Sprigle’s series arrived the same year the U.S. military was desegregated, but years before most landmarks in the modern Civil Rights movement. And it hit Post-Gazette readers hard, says Steigerwald, in part because of the reporter’s own notoriety: Whenever the paper ran one of his front-page investigative series, the 300,000-subscriber publication’s circulation regular jumped by 20,000 copies or more. Daily newspapers from Philadelphia to Seattle ran syndicated versions of “I Was A Negro In The South For 30 Days.” So did the legendary Pittsburgh Courier, the Hill District-based weekly that had been documenting Jim Crow for years, but – and this is crucial – only for the nationally distributed paper’s overwhelmingly black readership.
“If you're a white guy living in Mount Lebanon, and if you're the most liberal person on the planet, you can be reading the Post-Gazette every day, faithfully, and you're going to find out very, very little about the South, blacks in the south, and blacks in on the Hill,” says Steigerwald, a Washington County resident whose own career has included stints with the Post-Gazette, as well as the Pittsburgh Tribune-Review and the Los Angeles Times.
Steigerwald says what shocked Sprigle’s readers most wasn’t stories of lynchings – which had declined significantly in recent decades – or the rigged justice system. It was more the everyday suffocating humiliation and terror of white supremacy.
“It was the day-to-day sort of threat that hung over everyone, whether you were a professor at Spelman College or … a sharecropper,” says Steigerwald. “If you were black, you were always a little worried about what might happen.” While blacks were a much bigger proportion of the population than in the North, “they were always at the mercy of the nearest white man.”
The series drew praise not only from the NAACP’s Walter White – who’d helped facilitate it – but also from former First Lady Eleanor Roosevelt. Sprigle and White participated in an ABC Radio “town hall” on desegregation that drew 3 million listeners, says Steigerwald.
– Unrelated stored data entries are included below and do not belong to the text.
//! The unified chat vocabulary.
//!
//! These types are provider-neutral; each adapter translates them to and
//! from its vendor's wire format.

use serde::{Deserialize, Serialize};

// ============================================================================
// Request Types
// ============================================================================

/// A single message in a conversation.
///
/// `role` is passed through as-is; providers understand at least
/// "system", "user", and "assistant".
#[derive(Debug, Clone, Serialize, Deserialize)]
pub struct ChatMessage {
    /// Message role.
    pub role: String,
    /// Message text.
    pub content: String,
}

impl ChatMessage {
    /// Creates a user message.
    pub fn user(content: impl Into<String>) -> Self {
        Self {
            role: "user".to_string(),
            content: content.into(),
        }
    }

    /// Creates a system message.
    pub fn system(content: impl Into<String>) -> Self {
        Self {
            role: "system".to_string(),
            content: content.into(),
        }
    }
}

/// A chat completion request.
#[derive(Debug, Clone, Serialize, Deserialize)]
pub struct ChatRequest {
    /// Target model id; routing picks the provider that lists it.
    pub model: String,
    /// Conversation history, oldest first.
    pub messages: Vec<ChatMessage>,
    /// Maximum tokens to generate.
    #[serde(default, skip_serializing_if = "Option::is_none")]
    pub max_tokens: Option<u32>,
    /// Sampling temperature.
    #[serde(default, skip_serializing_if = "Option::is_none")]
    pub temperature: Option<f32>,
    /// Whether a streamed response was requested.
    #[serde(default)]
    pub stream: bool,
}

// ============================================================================
// Response Types
// ============================================================================

/// Token accounting for one completed request.
#[derive(Debug, Clone, Copy, Serialize, Deserialize)]
pub struct TokenUsage {
    /// Tokens in the prompt.
    pub prompt_tokens: u32,
    /// Tokens in the completion.
    pub completion_tokens: u32,
    /// Prompt plus completion tokens.
    pub total_tokens: u32,
}

/// A chat completion response.
#[derive(Debug, Clone, Serialize, Deserialize)]
pub struct ChatResponse {
    /// Provider-assigned response id.
    pub id: String,
    /// Model that produced the response.
    pub model: String,
    /// Generated text.
    pub content: String,
    /// Token usage, when the provider reports it.
    #[serde(default, skip_serializing_if = "Option::is_none")]
    pub usage: Option<TokenUsage>,
    /// Why generation stopped.
    #[serde(default, skip_serializing_if = "Option::is_none")]
    pub finish_reason: Option<String>,
}

#[cfg(test)]
mod tests {
    use super::*;

    #[test]
    fn test_request_defaults() {
        let req: ChatRequest = serde_json::from_str(
            r#"{"model": "gpt-4", "messages": [{"role": "user", "content": "hi"}]}"#,
        )
        .unwrap();
        assert!(!req.stream);
        assert!(req.max_tokens.is_none());
        assert!(req.temperature.is_none());
    }

    #[test]
    fn test_message_constructors() {
        assert_eq!(ChatMessage::user("q").role, "user");
        assert_eq!(ChatMessage::system("s").role, "system");
    }
}
//! Gateway configuration.
//!
//! Loaded from a YAML file; every field has a serde default so a partial
//! (or missing) file yields a working configuration.

use serde::{Deserialize, Serialize};
use std::collections::HashMap;
use std::path::{Path, PathBuf};
use tracing::{debug, info};

use switchyard_core::ProviderId;

use crate::error::StoreError;
use crate::persistence::{default_cache_path, default_credentials_path, default_statistics_path};

// ============================================================================
// Top-level Configuration
// ============================================================================

/// Full gateway configuration.
#[derive(Debug, Clone, Default, Serialize, Deserialize)]
#[serde(default)]
pub struct GatewayConfig {
    /// HTTP server settings.
    pub server: ServerConfig,
    /// Per-provider settings.
    pub providers: HashMap<ProviderId, ProviderSettings>,
    /// Credential file and reset-window settings.
    pub credentials: CredentialsConfig,
    /// Model cache settings.
    pub models_cache: CacheConfig,
    /// Usage statistics settings.
    pub statistics: StatisticsConfig,
    /// Keyword categories for the model catalog, keyed by category id.
    pub model_filters: HashMap<String, CategoryConfig>,
}

impl GatewayConfig {
    /// Loads configuration from a YAML file.
    ///
    /// A missing file yields the default configuration; a malformed file is
    /// an error (silently ignoring operator config would be worse than
    /// failing startup).
    pub fn load_from(path: &Path) -> Result<Self, StoreError> {
        if !path.exists() {
            debug!(path = %path.display(), "Config file not found, using defaults");
            return Ok(Self::default());
        }

        let content = std::fs::read_to_string(path)?;
        let config: GatewayConfig = serde_yaml::from_str(&content)?;

        info!(path = %path.display(), "Loaded configuration");
        Ok(config)
    }

    /// Returns whether a provider is enabled (default: true when absent).
    pub fn is_provider_enabled(&self, id: ProviderId) -> bool {
        self.providers.get(&id).map_or(true, |p| p.enabled)
    }

    /// Returns the settings for a provider, or defaults when absent.
    pub fn provider_settings(&self, id: ProviderId) -> ProviderSettings {
        self.providers.get(&id).cloned().unwrap_or_default()
    }
}

// ============================================================================
// Sections
// ============================================================================

/// HTTP server settings.
#[derive(Debug, Clone, Serialize, Deserialize)]
#[serde(default)]
pub struct ServerConfig {
    /// Bind address.
    pub host: String,
    /// Bind port.
    pub port: u16,
    /// Allowed CORS origins; `*` allows any.
    pub cors_origins: Vec<String>,
}

impl Default for ServerConfig {
    fn default() -> Self {
        Self {
            host: "0.0.0.0".to_string(),
            port: 8000,
            cors_origins: vec!["*".to_string()],
        }
    }
}

/// Settings for one provider integration.
#[derive(Debug, Clone, Serialize, Deserialize)]
#[serde(default)]
pub struct ProviderSettings {
    /// Whether the provider participates in routing.
    pub enabled: bool,
    /// Override for the provider's API base URL.
    pub base_url: Option<String>,
    /// Fetch the model catalog from the provider's API (vs. the adapter's
    /// built-in fallback list, for providers that have one).
    pub fetch_models_dynamically: bool,
}

impl Default for ProviderSettings {
    fn default() -> Self {
        Self {
            enabled: true,
            base_url: None,
            fetch_models_dynamically: true,
        }
    }
}

/// Credential file and rate-limit reset-window settings.
#[derive(Debug, Clone, Serialize, Deserialize)]
#[serde(default)]
pub struct CredentialsConfig {
    /// Path to the YAML credential file.
    pub file: PathBuf,
    /// Rate-limit reset window in hours, per provider.
    pub reset_hours: HashMap<ProviderId, u32>,
    /// Reset window for providers without an explicit entry.
    pub default_reset_hours: u32,
}

impl Default for CredentialsConfig {
    fn default() -> Self {
        Self {
            file: default_credentials_path(),
            reset_hours: HashMap::new(),
            default_reset_hours: 24,
        }
    }
}

impl CredentialsConfig {
    /// Returns the reset window for a provider in hours.
    pub fn reset_window_hours(&self, id: ProviderId) -> u32 {
        self.reset_hours
            .get(&id)
            .copied()
            .unwrap_or(self.default_reset_hours)
    }
}

/// Model cache settings.
#[derive(Debug, Clone, Serialize, Deserialize)]
#[serde(default)]
pub struct CacheConfig {
    /// Whether caching is enabled at all.
    pub enabled: bool,
    /// Entry time-to-live in hours.
    pub ttl_hours: u32,
    /// Path to the cache file.
    pub cache_file: PathBuf,
    /// Discard persisted entries on startup so the first read refetches.
    pub force_refresh_on_startup: bool,
}

impl Default for CacheConfig {
    fn default() -> Self {
        Self {
            enabled: true,
            ttl_hours: 24,
            cache_file: default_cache_path(),
            force_refresh_on_startup: false,
        }
    }
}

/// Usage statistics settings.
#[derive(Debug, Clone, Serialize, Deserialize)]
#[serde(default)]
pub struct StatisticsConfig {
    /// Whether usage recording is enabled.
    pub enabled: bool,
    /// Path to the SQLite database file.
    pub database_file: PathBuf,
}

impl Default for StatisticsConfig {
    fn default() -> Self {
        Self {
            enabled: true,
            database_file: default_statistics_path(),
        }
    }
}

/// One keyword category for the model catalog.
#[derive(Debug, Clone, Default, Serialize, Deserialize)]
#[serde(default)]
pub struct CategoryConfig {
    /// Display name; derived from the category id when absent.
    pub display_name: Option<String>,
    /// Keywords matched (case-insensitively) against model id, name, and
    /// description.
    pub keywords: Vec<String>,
}

// ============================================================================
// Tests
// ============================================================================

#[cfg(test)]
mod tests {
    use super::*;

    #[test]
    fn test_missing_file_yields_defaults() {
        let dir = tempfile::tempdir().unwrap();
        let config = GatewayConfig::load_from(&dir.path().join("absent.yaml")).unwrap();
        assert_eq!(config.server.port, 8000);
        assert!(config.models_cache.enabled);
        assert_eq!(config.credentials.default_reset_hours, 24);
    }

    #[test]
    fn test_partial_file_fills_defaults() {
        let dir = tempfile::tempdir().unwrap();
        let path = dir.path().join("config.yaml");
        std::fs::write(
            &path,
            "server:\n  port: 9001\nproviders:\n  gemini:\n    enabled: false\n",
        )
        .unwrap();

        let config = GatewayConfig::load_from(&path).unwrap();
        assert_eq!(config.server.port, 9001);
        assert_eq!(config.server.host, "0.0.0.0");
        assert!(!config.is_provider_enabled(ProviderId::Gemini));
        assert!(config.is_provider_enabled(ProviderId::OpenAi));
    }

    #[test]
    fn test_malformed_file_is_an_error() {
        let dir = tempfile::tempdir().unwrap();
        let path = dir.path().join("config.yaml");
        std::fs::write(&path, "server: [not, a, map]").unwrap();
        assert!(GatewayConfig::load_from(&path).is_err());
    }

    #[test]
    fn test_reset_window_falls_back_to_default() {
        let mut config = CredentialsConfig::default();
        config.reset_hours.insert(ProviderId::Gemini, 6);
        assert_eq!(config.reset_window_hours(ProviderId::Gemini), 6);
        assert_eq!(config.reset_window_hours(ProviderId::OpenAi), 24);
    }
}
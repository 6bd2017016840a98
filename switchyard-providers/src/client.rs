//! Shared HTTP client construction.

use reqwest::Client;
use std::time::Duration;

use crate::error::AdapterError;

/// Default request timeout in seconds. Chat completions can run long.
const DEFAULT_TIMEOUT_SECS: u64 = 120;

/// Builds the reqwest client shared by every adapter.
pub fn build_http_client() -> Result<Client, AdapterError> {
    let client = Client::builder()
        .timeout(Duration::from_secs(DEFAULT_TIMEOUT_SECS))
        .user_agent(concat!("switchyard/", env!("CARGO_PKG_VERSION")))
        .build()?;
    Ok(client)
}
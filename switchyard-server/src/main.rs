// Lint configuration for this crate
#![warn(clippy::all)]
#![warn(clippy::pedantic)]
#![allow(clippy::module_name_repetitions)]

//! Switchyard - a gateway that unifies multiple AI model providers.
//!
//! # Examples
//!
//! ```bash
//! # Run with the default configuration paths
//! switchyard
//!
//! # Run with an explicit config file
//! switchyard --config ./config.yaml
//!
//! # Override the bind address
//! switchyard --host 127.0.0.1 --port 9000
//! ```

mod error;
mod routes;
mod state;

use anyhow::{Context, Result};
use axum::http::HeaderValue;
use clap::Parser;
use std::path::PathBuf;
use std::sync::Arc;
use std::time::Duration;
use tower_http::cors::{AllowOrigin, Any, CorsLayer};
use tracing::{info, warn};
use tracing_subscriber::{EnvFilter, fmt, prelude::*};

use switchyard_gateway::{Dispatcher, ModelCatalog};
use switchyard_providers::build_adapters;
use switchyard_store::{
    GatewayConfig, KeyRotationManager, ModelCache, StatisticsStore, default_config_path,
};

use state::AppState;

/// How often expired rate-limit lockouts are swept, independent of traffic.
const SWEEP_INTERVAL_SECS: u64 = 300;

/// Switchyard gateway server.
#[derive(Parser)]
#[command(name = "switchyard")]
#[command(about = "A gateway that unifies multiple AI model providers behind one API")]
#[command(version)]
struct Cli {
    /// Path to the YAML configuration file.
    #[arg(long, short)]
    config: Option<PathBuf>,

    /// Override the configured bind host.
    #[arg(long)]
    host: Option<String>,

    /// Override the configured bind port.
    #[arg(long, short)]
    port: Option<u16>,
}

#[tokio::main]
async fn main() -> Result<()> {
    let cli = Cli::parse();

    tracing_subscriber::registry()
        .with(fmt::layer())
        .with(EnvFilter::try_from_default_env().unwrap_or_else(|_| EnvFilter::new("info")))
        .init();

    let config_path = cli.config.unwrap_or_else(default_config_path);
    let config = GatewayConfig::load_from(&config_path)
        .with_context(|| format!("loading configuration from {}", config_path.display()))?;

    // Construct every component once and pass handles down; nothing is
    // ambient.
    let keys = Arc::new(
        KeyRotationManager::load(&config.credentials)
            .await
            .context("loading credential pools")?,
    );
    let cache = Arc::new(ModelCache::load(&config.models_cache).await);
    let stats = Arc::new(StatisticsStore::open(&config.statistics).context("opening statistics store")?);
    let adapters = build_adapters(&config, &keys).context("building provider adapters")?;
    let catalog = ModelCatalog::from_config(&config.model_filters);
    let dispatcher = Arc::new(Dispatcher::new(
        adapters,
        Arc::clone(&cache),
        Arc::clone(&stats),
        catalog,
    ));

    for info in dispatcher.provider_infos().await {
        if info.available {
            info!(provider = %info.id, "Provider ready");
        } else {
            warn!(provider = %info.id, "Provider has no usable credential");
        }
    }

    spawn_lockout_sweep(Arc::clone(&keys));

    let state = AppState {
        dispatcher,
        keys,
        cache,
        stats,
    };
    let cors = build_cors(&config.server.cors_origins);
    let app = routes::router(state, cors);

    let host = cli.host.unwrap_or(config.server.host);
    let port = cli.port.unwrap_or(config.server.port);
    let addr = format!("{host}:{port}");
    let listener = tokio::net::TcpListener::bind(&addr)
        .await
        .with_context(|| format!("binding {addr}"))?;
    info!(addr = %addr, "Switchyard listening");

    axum::serve(listener, app).await.context("serving")?;
    Ok(())
}

/// Periodically reclaims rate-limited credentials whose reset time has
/// elapsed, so pools heal even without acquisition traffic.
fn spawn_lockout_sweep(keys: Arc<KeyRotationManager>) {
    tokio::spawn(async move {
        let mut interval = tokio::time::interval(Duration::from_secs(SWEEP_INTERVAL_SECS));
        loop {
            interval.tick().await;
            let reclaimed = keys.sweep_expired_lockouts().await;
            if reclaimed > 0 {
                info!(reclaimed, "Reclaimed rate-limited credentials");
            }
        }
    });
}

fn build_cors(origins: &[String]) -> CorsLayer {
    if origins.iter().any(|o| o == "*") {
        return CorsLayer::new()
            .allow_origin(Any)
            .allow_methods(Any)
            .allow_headers(Any);
    }

    let parsed: Vec<HeaderValue> = origins
        .iter()
        .filter_map(|origin| match origin.parse() {
            Ok(value) => Some(value),
            Err(_) => {
                warn!(origin = %origin, "Ignoring unparseable CORS origin");
                None
            }
        })
        .collect();
    CorsLayer::new()
        .allow_origin(AllowOrigin::list(parsed))
        .allow_methods(Any)
        .allow_headers(Any)
}
//! Trait definitions for Switchyard.
//!
//! This module defines the contract every provider integration must satisfy.

use async_trait::async_trait;

use crate::error::GatewayError;
use crate::models::{ChatRequest, ChatResponse, ModelDescriptor, ProviderId, ProviderInfo};

/// Contract for one provider integration.
///
/// Implementors are responsible for:
/// - Translating the unified chat vocabulary to the vendor's wire format
/// - Acquiring a credential from the key rotation manager before each call
///   and reporting the outcome back (classifying rate-limit errors against
///   the vendor's error signatures)
/// - Fetching the vendor's model catalog
///
/// The trait is object-safe: the dispatcher holds adapters as
/// `Arc<dyn ProviderAdapter>` and never switches on concrete type.
#[async_trait]
pub trait ProviderAdapter: Send + Sync {
    /// Returns the provider this adapter integrates.
    fn id(&self) -> ProviderId;

    /// Returns display information for this provider.
    ///
    /// `available` reflects credential pool state at the time of the call.
    async fn info(&self) -> ProviderInfo;

    /// Fetches the provider's current model catalog.
    ///
    /// Returns an empty list, never an error, on transient unavailability —
    /// a provider with no reachable catalog simply routes nothing.
    async fn list_models(&self) -> Vec<ModelDescriptor>;

    /// Executes a chat completion against the provider.
    ///
    /// Must acquire a credential from the key rotation manager, report
    /// success or failure (with rate-limit classification) after the call,
    /// and map the outcome into the gateway error taxonomy.
    async fn chat_completion(&self, request: &ChatRequest) -> Result<ChatResponse, GatewayError>;

    /// Returns true if the provider currently has a usable credential.
    async fn is_available(&self) -> bool;
}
Sprigle’s writing was vivid and impassioned; he wrote, for instance, of the sense of losing his citizenship as, in the guise of a black man, his train simply rolled further South. And what Steigerwald calls “the power of the first-person story” sealed the deal -- especially for the white readers for whom these reports might have been “about somebody on Mars.”
Sprigle’s signal achievement is little remembered; indeed, many people might more easily recall “Black Like Me,” John Howard Griffin’s 1961 book documenting a similar undercover project, and its film adaptation.
But if Sprigle isn’t remembered, Steigerwald says, it has less to do with the quality of the work than with changes in society and innovations in media. As the Civil Rights movement gained momentum, for instance, it was aided by televised images from the South. “All of the media in the North were doing what Sprigle had done,” says Steigerwald. “You could see on TV how awful it was, and it was hard to ignore at that point.”